Tras fracasar en la adquisición de la tierra en la oficina de reclamaciones y antes de llegar a la granja familiar convertida en vertedero y cementerio, Ra, Winny y Sere entran a un bar cotidiano de la pequeña ciudad de Nechí, Antioquia. Lleno de parejas heterosexuales que bailan entre ellos y de hombres melancólicos que se ciernen sobre botellas de licor, los chicos hacen queer la cumbia. Se abrazan, bailan alocadamente y se burlan de la rigidez corporal masculina y de los rituales de baile con el sexo opuesto. Al final, los hombres gruesos echan a los niños del bar y les dan una paliza en la calle. En una alusión directa a las protestas de primera línea de 2021 que sacudieron la nación y pusieron a prueba la legitimidad del presidente derechista Iván Duque, las medidas de austeridad de COVID-19 y el statu quo capitalista racial del país (vea, por ejemplo, en Cali, la representación en las protestas de los barrios obreros y marginales, los barrios Afros y la llegada de las mingas indígenas en apoyo), los tres chicos, golpeados, sin pertenencias y sin lugar a dónde ir, proceden a bloquear una carretera con fuego a las afueras de Nechí.

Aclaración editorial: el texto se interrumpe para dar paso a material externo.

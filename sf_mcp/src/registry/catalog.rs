//! The fixed tool catalog.
//!
//! Parameter order matters: validated arguments, and therefore the generated
//! flags, follow the order declared here.

use super::{CommandTemplate, ParamKind, ParameterSpec, ToolDefinition};

pub const ORG_LIST: &str = "sf_org_list";
pub const DATA_QUERY: &str = "sf_data_query";
pub const PROJECT_DEPLOY: &str = "sf_project_deploy";
pub const PROJECT_RETRIEVE: &str = "sf_project_retrieve";
pub const APEX_TEST_RUN: &str = "sf_apex_test_run";
pub const DATA_IMPORT: &str = "sf_data_import";
pub const PACKAGE_CREATE: &str = "sf_package_create";
pub const CUSTOM_COMMAND: &str = "sf_custom_command";

const TARGET_ORG: ParameterSpec = ParameterSpec::optional(
    "targetOrg",
    ParamKind::String,
    "Username or alias of the target org",
);

const DEPLOY_TEST_LEVELS: &[&str] = &[
    "NoTestRun",
    "RunSpecifiedTests",
    "RunLocalTests",
    "RunAllTestsInOrg",
];

const APEX_TEST_LEVELS: &[&str] = &["RunLocalTests", "RunAllTestsInOrg", "RunSpecifiedTests"];

pub static TOOLS: &[ToolDefinition] = &[
    ToolDefinition {
        name: ORG_LIST,
        description: "List all authorized Salesforce orgs",
        command: CommandTemplate::Prefix(&["org", "list", "--json"]),
        parameters: &[
            ParameterSpec::optional(
                "all",
                ParamKind::Boolean,
                "Show all orgs, including expired and deleted ones",
            ),
            ParameterSpec::optional(
                "clean",
                ParamKind::Boolean,
                "Remove all local org authorization files for non-active orgs",
            ),
            ParameterSpec::optional(
                "skipConnectionStatus",
                ParamKind::Boolean,
                "Skip retrieving the connection status of each org",
            ),
        ],
    },
    ToolDefinition {
        name: DATA_QUERY,
        description: "Execute a SOQL query against a Salesforce org",
        command: CommandTemplate::Prefix(&["data", "query", "--json"]),
        parameters: &[
            ParameterSpec::required("query", ParamKind::String, "SOQL query to execute"),
            TARGET_ORG,
            ParameterSpec::optional(
                "useToolingApi",
                ParamKind::Boolean,
                "Use Tooling API instead of standard API",
            ),
            ParameterSpec::optional(
                "bulk",
                ParamKind::Boolean,
                "Use Bulk API 2.0 for large queries",
            ),
        ],
    },
    ToolDefinition {
        name: PROJECT_DEPLOY,
        description: "Deploy metadata to a Salesforce org",
        command: CommandTemplate::Prefix(&["project", "deploy", "start", "--json"]),
        parameters: &[
            ParameterSpec::optional(
                "sourcePath",
                ParamKind::String,
                "Path to source files to deploy",
            ),
            ParameterSpec::optional(
                "metadata",
                ParamKind::StringList,
                "Metadata components to deploy",
            ),
            TARGET_ORG,
            ParameterSpec::optional(
                "checkOnly",
                ParamKind::Boolean,
                "Validate deploy but don't save to the org",
            ),
            ParameterSpec::optional("testLevel", ParamKind::Enum(DEPLOY_TEST_LEVELS), "")
                .undocumented(),
            ParameterSpec::optional(
                "wait",
                ParamKind::Number,
                "Wait time for deployment to complete (in minutes)",
            ),
        ],
    },
    ToolDefinition {
        name: PROJECT_RETRIEVE,
        description: "Retrieve metadata from a Salesforce org",
        command: CommandTemplate::Prefix(&["project", "retrieve", "start", "--json"]),
        parameters: &[
            TARGET_ORG,
            ParameterSpec::optional(
                "metadata",
                ParamKind::StringList,
                "Metadata components to retrieve",
            ),
            ParameterSpec::optional(
                "sourcePath",
                ParamKind::String,
                "Path to save retrieved source files",
            ),
            ParameterSpec::optional(
                "packageNames",
                ParamKind::StringList,
                "Package names to retrieve",
            ),
            ParameterSpec::optional(
                "wait",
                ParamKind::Number,
                "Wait time for retrieve to complete (in minutes)",
            ),
        ],
    },
    ToolDefinition {
        name: APEX_TEST_RUN,
        description: "Run Apex tests in a Salesforce org",
        command: CommandTemplate::Prefix(&["apex", "test", "run", "--json"]),
        parameters: &[
            TARGET_ORG,
            ParameterSpec::optional("testLevel", ParamKind::Enum(APEX_TEST_LEVELS), "")
                .undocumented(),
            ParameterSpec::optional(
                "classNames",
                ParamKind::StringList,
                "Apex test class names to run",
            ),
            ParameterSpec::optional(
                "suiteNames",
                ParamKind::StringList,
                "Apex test suite names to run",
            ),
            ParameterSpec::optional(
                "outputDir",
                ParamKind::String,
                "Directory to store test results",
            ),
            ParameterSpec::optional(
                "wait",
                ParamKind::Number,
                "Wait time for tests to complete (in minutes)",
            ),
        ],
    },
    ToolDefinition {
        name: DATA_IMPORT,
        description: "Import data from a CSV file into a Salesforce org",
        command: CommandTemplate::Prefix(&["data", "import", "tree", "--json"]),
        parameters: &[
            ParameterSpec::required("file", ParamKind::String, "Path to CSV file to import"),
            ParameterSpec::required("sobject", ParamKind::String, "sObject type for the data"),
            TARGET_ORG,
            ParameterSpec::optional(
                "wait",
                ParamKind::Number,
                "Wait time for import to complete (in minutes)",
            ),
        ],
    },
    ToolDefinition {
        name: PACKAGE_CREATE,
        description: "Create a new Salesforce package",
        command: CommandTemplate::Prefix(&["package", "create", "--json"]),
        parameters: &[
            ParameterSpec::required("name", ParamKind::String, "Package name"),
            ParameterSpec::required(
                "packageType",
                ParamKind::Enum(&["Managed", "Unlocked"]),
                "Package type",
            ),
            ParameterSpec::required("path", ParamKind::String, "Path to package directory"),
            ParameterSpec::optional(
                "targetDevHub",
                ParamKind::String,
                "Username or alias of the Dev Hub org",
            ),
            ParameterSpec::optional("description", ParamKind::String, "Package description"),
        ],
    },
    ToolDefinition {
        name: CUSTOM_COMMAND,
        description: "Execute a custom Salesforce CLI command",
        command: CommandTemplate::RawCommand,
        parameters: &[ParameterSpec::required(
            "command",
            ParamKind::String,
            "Full Salesforce CLI command to execute (without 'sf' prefix)",
        )],
    },
];
//! JSON Schema generation for tool input.
//!
//! Schemas are derived 1:1 from [`ParameterSpec`]s so that what clients are told and
//! what validation enforces can never drift apart.

use serde_json::{Map, Value};
use std::sync::Arc;

use crate::registry::{ParamKind, ParameterSpec, ToolDefinition};

/// Builds the schema for a single parameter.
pub fn parameter_schema(spec: &ParameterSpec) -> Map<String, Value> {
    let mut schema = Map::new();
    schema.insert("type".to_string(), Value::String(spec.kind.json_type().to_string()));
    if let Some(description) = spec.description {
        schema.insert("description".to_string(), Value::String(description.to_string()));
    }
    match spec.kind {
        ParamKind::Enum(values) => {
            schema.insert(
                "enum".to_string(),
                Value::Array(values.iter().map(|v| Value::String(v.to_string())).collect()),
            );
        }
        ParamKind::StringList => {
            let mut items = Map::new();
            items.insert("type".to_string(), Value::String("string".to_string()));
            schema.insert("items".to_string(), Value::Object(items));
        }
        ParamKind::Boolean | ParamKind::String | ParamKind::Number => {}
    }
    schema
}

/// Object schema for a whole tool: one `properties` entry per parameter, plus
/// `required` (in declaration order) when any parameter is mandatory.
pub fn input_schema(tool: &ToolDefinition) -> Arc<Map<String, Value>> {
    let mut properties = Map::new();
    let mut required = Vec::new();
    for spec in tool.parameters {
        properties.insert(spec.name.to_string(), Value::Object(parameter_schema(spec)));
        if spec.required {
            required.push(Value::String(spec.name.to_string()));
        }
    }

    let mut schema = Map::new();
    schema.insert("type".to_string(), Value::String("object".to_string()));
    schema.insert("properties".to_string(), Value::Object(properties));
    if !required.is_empty() {
        schema.insert("required".to_string(), Value::Array(required));
    }
    Arc::new(schema)
}

#[cfg(test)]
mod tests {
    use super::*;
    use crate::registry::{catalog, lookup, registry};
    use serde_json::json;

    #[test]
    fn data_query_schema_lists_properties_and_required() {
        let schema = input_schema(lookup(catalog::DATA_QUERY).unwrap());
        assert_eq!(schema["type"], "object");
        assert_eq!(schema["required"], json!(["query"]));
        assert_eq!(
            schema["properties"]["query"],
            json!({ "type": "string", "description": "SOQL query to execute" })
        );
        assert_eq!(schema["properties"]["bulk"]["type"], "boolean");
    }

    #[test]
    fn optional_only_tools_omit_required() {
        let schema = input_schema(lookup(catalog::ORG_LIST).unwrap());
        assert!(!schema.contains_key("required"));
        assert_eq!(schema["properties"].as_object().unwrap().len(), 3);
    }

    #[test]
    fn lists_and_enums_carry_their_constraints() {
        let schema = input_schema(lookup(catalog::PROJECT_DEPLOY).unwrap());
        assert_eq!(schema["properties"]["metadata"]["items"], json!({ "type": "string" }));
        assert_eq!(
            schema["properties"]["testLevel"],
            json!({
                "type": "string",
                "enum": ["NoTestRun", "RunSpecifiedTests", "RunLocalTests", "RunAllTestsInOrg"]
            })
        );
        assert_eq!(schema["properties"]["wait"]["type"], "number");
    }

    #[test]
    fn every_declared_parameter_appears_exactly_once() {
        for tool in registry().tools() {
            let schema = input_schema(tool);
            let properties = schema["properties"].as_object().unwrap();
            let names: Vec<_> = properties.keys().map(String::as_str).collect();
            let declared: Vec<_> = tool.parameters.iter().map(|p| p.name).collect();
            let mut sorted_declared = declared.clone();
            sorted_declared.sort_unstable();
            let mut sorted_names = names.clone();
            sorted_names.sort_unstable();
            assert_eq!(sorted_names, sorted_declared, "{}", tool.name);
        }
    }
}
//! Error types for the HTTP bridge

use thiserror::Error;

#[derive(Error, Debug)]
pub enum BridgeError {
    #[error("IO error: {0}")]
    Io(#[from] std::io::Error),

    #[error("JSON error: {0}")]
    Json(#[from] serde_json::Error),

    #[error("Session error: {0}")]
    Session(String),

    #[error("HTTP server error: {0}")]
    HttpServer(String),
}

pub type Result<T> = std::result::Result<T, BridgeError>;
// Binary entry point for sf_mcp
// Thin wrapper around the library implementation

use anyhow::Result;

#[tokio::main]
async fn main() -> Result<()> {
    if let Err(e) = sf_mcp::shell::run().await {
        eprintln!("sf_mcp fatal error: {:#}", e);
        return Err(e);
    }
    Ok(())
}
//! Validation of caller-supplied arguments.
//!
//! Turns an untyped JSON object into an [`ArgumentRecord`] whose every entry is
//! declared by the tool, carries the declared type, and (for enumerations) holds an
//! allowed value. Validation never touches the filesystem or network.

use serde_json::{Map, Value};
use thiserror::Error;

use super::{ParamKind, ParameterSpec, ToolDefinition};

/// Why caller arguments were rejected. Always recoverable; reported back to the caller.
#[derive(Debug, Clone, PartialEq, Eq, Error)]
pub enum ValidationError {
    #[error("Unknown parameter '{field}' for tool '{tool}'")]
    UnknownParameter { tool: String, field: String },

    #[error("Missing required parameter '{field}'")]
    MissingParameter { field: String },

    #[error("Invalid type for parameter '{field}': expected {expected}, got {found}")]
    TypeMismatch {
        field: String,
        expected: &'static str,
        found: &'static str,
    },

    #[error(
        "Invalid value '{value}' for parameter '{field}': expected one of {}",
        .allowed.join(", ")
    )]
    NotInEnum {
        field: String,
        value: String,
        allowed: Vec<String>,
    },

    #[error("Invalid command: {reason}")]
    InvalidCommand { reason: String },
}

impl ValidationError {
    /// The argument that failed validation, if the failure is tied to one.
    pub fn field(&self) -> Option<&str> {
        match self {
            ValidationError::UnknownParameter { field, .. }
            | ValidationError::MissingParameter { field }
            | ValidationError::TypeMismatch { field, .. }
            | ValidationError::NotInEnum { field, .. } => Some(field),
            ValidationError::InvalidCommand { .. } => Some("command"),
        }
    }
}

/// A validated argument value.
#[derive(Debug, Clone, PartialEq)]
pub enum ArgValue {
    Bool(bool),
    /// Plain strings and enumeration members.
    Str(String),
    Number(f64),
    List(Vec<String>),
}

impl From<bool> for ArgValue {
    fn from(value: bool) -> Self {
        ArgValue::Bool(value)
    }
}

impl From<&str> for ArgValue {
    fn from(value: &str) -> Self {
        ArgValue::Str(value.to_string())
    }
}

impl From<String> for ArgValue {
    fn from(value: String) -> Self {
        ArgValue::Str(value)
    }
}

impl From<f64> for ArgValue {
    fn from(value: f64) -> Self {
        ArgValue::Number(value)
    }
}

impl From<Vec<String>> for ArgValue {
    fn from(value: Vec<String>) -> Self {
        ArgValue::List(value)
    }
}

impl From<&[&str]> for ArgValue {
    fn from(value: &[&str]) -> Self {
        ArgValue::List(value.iter().map(|s| s.to_string()).collect())
    }
}

/// Ordered, typed arguments for one tool call.
///
/// Iteration follows insertion order. Records produced by [`validate`] are inserted
/// in the tool's declaration order, independent of how the caller ordered its keys.
#[derive(Debug, Clone, Default, PartialEq)]
pub struct ArgumentRecord {
    entries: Vec<(String, ArgValue)>,
}

impl ArgumentRecord {
    pub fn new() -> Self {
        Self::default()
    }

    /// Sets `key`, replacing an existing value in place.
    pub fn insert(&mut self, key: impl Into<String>, value: impl Into<ArgValue>) {
        let key = key.into();
        let value = value.into();
        match self.entries.iter_mut().find(|(k, _)| *k == key) {
            Some((_, slot)) => *slot = value,
            None => self.entries.push((key, value)),
        }
    }

    /// Builder form of [`insert`](Self::insert).
    pub fn with(mut self, key: impl Into<String>, value: impl Into<ArgValue>) -> Self {
        self.insert(key, value);
        self
    }

    pub fn get(&self, key: &str) -> Option<&ArgValue> {
        self.entries.iter().find(|(k, _)| k == key).map(|(_, v)| v)
    }

    pub fn iter(&self) -> impl Iterator<Item = (&str, &ArgValue)> {
        self.entries.iter().map(|(k, v)| (k.as_str(), v))
    }

    pub fn keys(&self) -> impl Iterator<Item = &str> {
        self.entries.iter().map(|(k, _)| k.as_str())
    }

    pub fn len(&self) -> usize {
        self.entries.len()
    }

    pub fn is_empty(&self) -> bool {
        self.entries.is_empty()
    }
}

/// JSON type name used in validation messages.
pub fn json_type_name(value: &Value) -> &'static str {
    match value {
        Value::Null => "null",
        Value::Bool(_) => "boolean",
        Value::Number(_) => "number",
        Value::String(_) => "string",
        Value::Array(_) => "array",
        Value::Object(_) => "object",
    }
}

/// Validates `raw` against `tool`'s declared parameters.
///
/// A missing argument object is treated as empty, and a JSON `null` value counts as
/// absent. Unknown keys are rejected rather than silently dropped.
pub fn validate(
    tool: &ToolDefinition,
    raw: Option<&Map<String, Value>>,
) -> Result<ArgumentRecord, ValidationError> {
    let empty = Map::new();
    let raw = raw.unwrap_or(&empty);

    if let Some(unknown) = raw.keys().find(|key| tool.parameter(key).is_none()) {
        return Err(ValidationError::UnknownParameter {
            tool: tool.name.to_string(),
            field: unknown.clone(),
        });
    }

    let mut record = ArgumentRecord::new();
    for spec in tool.parameters {
        match raw.get(spec.name) {
            None | Some(Value::Null) => {
                if spec.required {
                    return Err(ValidationError::MissingParameter {
                        field: spec.name.to_string(),
                    });
                }
            }
            Some(value) => record.insert(spec.name, check_value(spec, value)?),
        }
    }
    Ok(record)
}

fn check_value(spec: &ParameterSpec, value: &Value) -> Result<ArgValue, ValidationError> {
    let mismatch = |field: String, expected: &'static str, found: &Value| {
        ValidationError::TypeMismatch {
            field,
            expected,
            found: json_type_name(found),
        }
    };

    match (spec.kind, value) {
        (ParamKind::Boolean, Value::Bool(b)) => Ok(ArgValue::Bool(*b)),
        (ParamKind::String, Value::String(s)) => Ok(ArgValue::Str(s.clone())),
        (ParamKind::Number, Value::Number(n)) => n
            .as_f64()
            .map(ArgValue::Number)
            .ok_or_else(|| mismatch(spec.name.to_string(), "number", value)),
        (ParamKind::StringList, Value::Array(items)) => items
            .iter()
            .enumerate()
            .map(|(i, item)| {
                item.as_str()
                    .map(str::to_owned)
                    .ok_or_else(|| mismatch(format!("{}[{}]", spec.name, i), "string", item))
            })
            .collect::<Result<Vec<_>, _>>()
            .map(ArgValue::List),
        (ParamKind::Enum(allowed), Value::String(s)) => {
            if allowed.contains(&s.as_str()) {
                Ok(ArgValue::Str(s.clone()))
            } else {
                Err(ValidationError::NotInEnum {
                    field: spec.name.to_string(),
                    value: s.clone(),
                    allowed: allowed.iter().map(|v| v.to_string()).collect(),
                })
            }
        }
        (kind, other) => Err(mismatch(spec.name.to_string(), kind.describe(), other)),
    }
}

/// Splits a raw command line into words, honouring shell-style quoting.
///
/// The words are handed to the CLI as separate arguments; no shell ever sees them.
pub fn split_command(command: &str) -> Result<Vec<String>, ValidationError> {
    if command.trim().is_empty() {
        return Err(ValidationError::InvalidCommand {
            reason: "command must not be empty".to_string(),
        });
    }
    shlex::split(command).ok_or_else(|| ValidationError::InvalidCommand {
        reason: "unbalanced quotes or trailing escape".to_string(),
    })
}

/// Validates the custom-command escape hatch.
///
/// Only checks that a non-blank `command` string is present and splits it into
/// words; every other key is ignored.
pub fn validate_raw_command(raw: Option<&Map<String, Value>>) -> Result<Vec<String>, ValidationError> {
    match raw.and_then(|args| args.get("command")) {
        None | Some(Value::Null) => Err(ValidationError::MissingParameter {
            field: "command".to_string(),
        }),
        Some(Value::String(command)) => split_command(command),
        Some(other) => Err(ValidationError::TypeMismatch {
            field: "command".to_string(),
            expected: "string",
            found: json_type_name(other),
        }),
    }
}
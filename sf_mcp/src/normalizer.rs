//! # Output Normalizer
//!
//! Picks the single payload a successful CLI run is reported with. Three tiers, first
//! match wins:
//!
//! 1. stdout parses as JSON → the parsed value;
//! 2. stdout is non-empty → the raw stdout text;
//! 3. otherwise → the raw stderr text (possibly empty).
//!
//! Normalization cannot fail.

use serde_json::Value;

use crate::executor::ExecutionResult;

#[derive(Debug, Clone, PartialEq)]
pub enum NormalizedOutput {
    Json(Value),
    Stdout(String),
    Stderr(String),
}

impl NormalizedOutput {
    /// Envelope payload: parsed JSON as-is, text tiers as JSON strings.
    pub fn into_value(self) -> Value {
        match self {
            NormalizedOutput::Json(value) => value,
            NormalizedOutput::Stdout(text) | NormalizedOutput::Stderr(text) => Value::String(text),
        }
    }

    pub fn tier(&self) -> &'static str {
        match self {
            NormalizedOutput::Json(_) => "json",
            NormalizedOutput::Stdout(_) => "stdout",
            NormalizedOutput::Stderr(_) => "stderr",
        }
    }
}

pub fn normalize(result: &ExecutionResult) -> NormalizedOutput {
    if let Ok(value) = serde_json::from_str::<Value>(&result.stdout) {
        return NormalizedOutput::Json(value);
    }
    // Whitespace-only stdout still counts as output.
    if !result.stdout.is_empty() {
        return NormalizedOutput::Stdout(result.stdout.clone());
    }
    NormalizedOutput::Stderr(result.stderr.clone())
}
//! # Flag Translator
//!
//! Converts a validated [`ArgumentRecord`] into Salesforce CLI flags.
//!
//! Rules, applied per entry in record order:
//!
//! - `true` emits a bare `--<flag>`; `false` emits nothing.
//! - A list emits `--<flag> <comma-joined elements>`.
//! - Anything else emits `--<flag> <value>`.
//!
//! Flag names are the camelCase argument names in kebab-case
//! (`targetOrg` → `target-org`).
//!
//! [`to_flag_args`] is what the executor runs: one argv entry per token, so values
//! never pass through a shell. [`to_flags`] is the space-joined rendering of the same
//! tokens and is only meant for display.

use crate::registry::{ArgValue, ArgumentRecord};

/// camelCase → kebab-case: every ASCII uppercase letter becomes `-` plus its lowercase.
pub fn to_kebab_case(key: &str) -> String {
    let mut out = String::with_capacity(key.len() + 4);
    for c in key.chars() {
        if c.is_ascii_uppercase() {
            out.push('-');
            out.push(c.to_ascii_lowercase());
        } else {
            out.push(c);
        }
    }
    out
}

/// Renders a number the way the CLI expects: integral values without a fraction.
pub fn format_number(n: f64) -> String {
    if n.is_finite() && n.fract() == 0.0 && n.abs() < 1e15 {
        format!("{}", n as i64)
    } else {
        n.to_string()
    }
}

/// Flag tokens for `record`, one argv entry per token.
pub fn to_flag_args(record: &ArgumentRecord) -> Vec<String> {
    let mut args = Vec::with_capacity(record.len() * 2);
    for (key, value) in record.iter() {
        let flag = format!("--{}", to_kebab_case(key));
        match value {
            ArgValue::Bool(true) => args.push(flag),
            ArgValue::Bool(false) => {}
            ArgValue::List(items) => {
                args.push(flag);
                args.push(items.join(","));
            }
            ArgValue::Str(s) => {
                args.push(flag);
                args.push(s.clone());
            }
            ArgValue::Number(n) => {
                args.push(flag);
                args.push(format_number(*n));
            }
        }
    }
    args
}

/// Space-joined flag string for `record`. Values are not escaped.
pub fn to_flags(record: &ArgumentRecord) -> String {
    to_flag_args(record).join(" ")
}
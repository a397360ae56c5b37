//! # sf_mcp CLI
//!
//! Command-line definition and entry point for the stdio MCP server.

use anyhow::{Context, Result};
use clap::Parser;
use rmcp::ServiceExt;
use std::time::Duration;

use crate::config::{DEFAULT_CLI_PROGRAM, DEFAULT_MAX_OUTPUT_BYTES, DEFAULT_TIMEOUT_SECS, ExecutorConfig};
use crate::dispatcher::Dispatcher;
use crate::mcp_service::SalesforceMcpService;
use crate::utils::logging::init_logging;

/// Salesforce CLI MCP server: exposes `sf` commands as MCP tools over stdio.
#[derive(Parser, Debug, Clone)]
#[command(author, version, about)]
pub struct Cli {
    /// Salesforce CLI executable to run
    #[arg(long, env = "SF_BINARY", default_value = DEFAULT_CLI_PROGRAM)]
    pub sf_binary: String,

    /// Per-command timeout in seconds
    #[arg(long, default_value_t = DEFAULT_TIMEOUT_SECS)]
    pub timeout: u64,

    /// Combined stdout + stderr limit per command, in bytes
    #[arg(long, default_value_t = DEFAULT_MAX_OUTPUT_BYTES)]
    pub max_output_bytes: usize,

    /// Enable debug logging
    #[arg(long)]
    pub debug: bool,

    /// Write logs to a daily rolling file instead of stderr
    #[arg(long)]
    pub log_to_file: bool,
}

impl Cli {
    pub fn executor_config(&self) -> ExecutorConfig {
        ExecutorConfig::with_program(self.sf_binary.clone())
            .timeout(Duration::from_secs(self.timeout))
            .max_output_bytes(self.max_output_bytes)
    }
}

/// Parses the command line and serves MCP over stdio until the client disconnects.
pub async fn run() -> Result<()> {
    let cli = Cli::parse();

    let log_level = if cli.debug { "debug" } else { "info" };
    init_logging(log_level, cli.log_to_file)?;

    let config = cli.executor_config();
    tracing::info!(
        program = %config.program,
        timeout_secs = config.timeout.as_secs(),
        max_output_bytes = config.max_output_bytes,
        "Starting Salesforce CLI MCP server on stdio"
    );

    let service = SalesforceMcpService::new(Dispatcher::new(config))
        .serve(rmcp::transport::stdio())
        .await
        .context("Failed to start stdio transport")?;

    let reason = service.waiting().await.context("MCP service terminated abnormally")?;
    tracing::info!("MCP session ended: {:?}", reason);
    Ok(())
}

#[cfg(test)]
mod tests {
    use super::*;

    #[test]
    fn defaults_follow_config_constants() {
        let cli = Cli::try_parse_from(["sf_mcp"]).unwrap();
        assert_eq!(cli.executor_config(), ExecutorConfig::default());
        assert!(!cli.debug);
        assert!(!cli.log_to_file);
    }

    #[test]
    fn flags_override_executor_bounds() {
        let cli = Cli::try_parse_from([
            "sf_mcp",
            "--sf-binary",
            "/opt/sf/bin/sf",
            "--timeout",
            "30",
            "--max-output-bytes",
            "4096",
        ])
        .unwrap();
        let config = cli.executor_config();
        assert_eq!(config.program, "/opt/sf/bin/sf");
        assert_eq!(config.timeout, Duration::from_secs(30));
        assert_eq!(config.max_output_bytes, 4096);
    }
}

En la escena quizas más conmovedora de la pelicula, antes de su asesinato, Ra, Winny y Sere dibujan el contorno de la futura granja en los desechos mineros arenosos que se derraman en su tierra. Finalmente, después de tanta emoción por llegar a la finca, colapsan en los brazos del otro, acostados con sus cuerpos enredados, acariciándose suavemente el uno al otro bajo el sol de la tarde que se desvanece. No hay subtexto mórbido para este enredo masculino sudoroso sino la manifestación de nuevas relaciones que unen a las personas, a la tierra y a los sueños en una red subversiva y queer que se mueva de otra manera no regulada. Subvirtiendo las premisas institucionales y morales de la masculinidad, el reformismo y la violencia estructural, Mora crea geografías móviles punk de (in)dignidad, inventando mundos inconmensurables que nunca buscan reconocimiento ni permiso. En un mundo destrozado, el espacio habitable se crea a través de actos de rebeldía cotidiana, incluso, o especialmente, cuando éstos son inseparables de los actos de supervivencia. En lugar de caer en las trampas de la esperanza o el nihilismo, los chicos muestran que mantener nuestros sueños cerca produce espacios de cuidado comunal queer que cosen un tejido tierno a través y contra la pesadilla violenta de la sociedad capitalista tardía.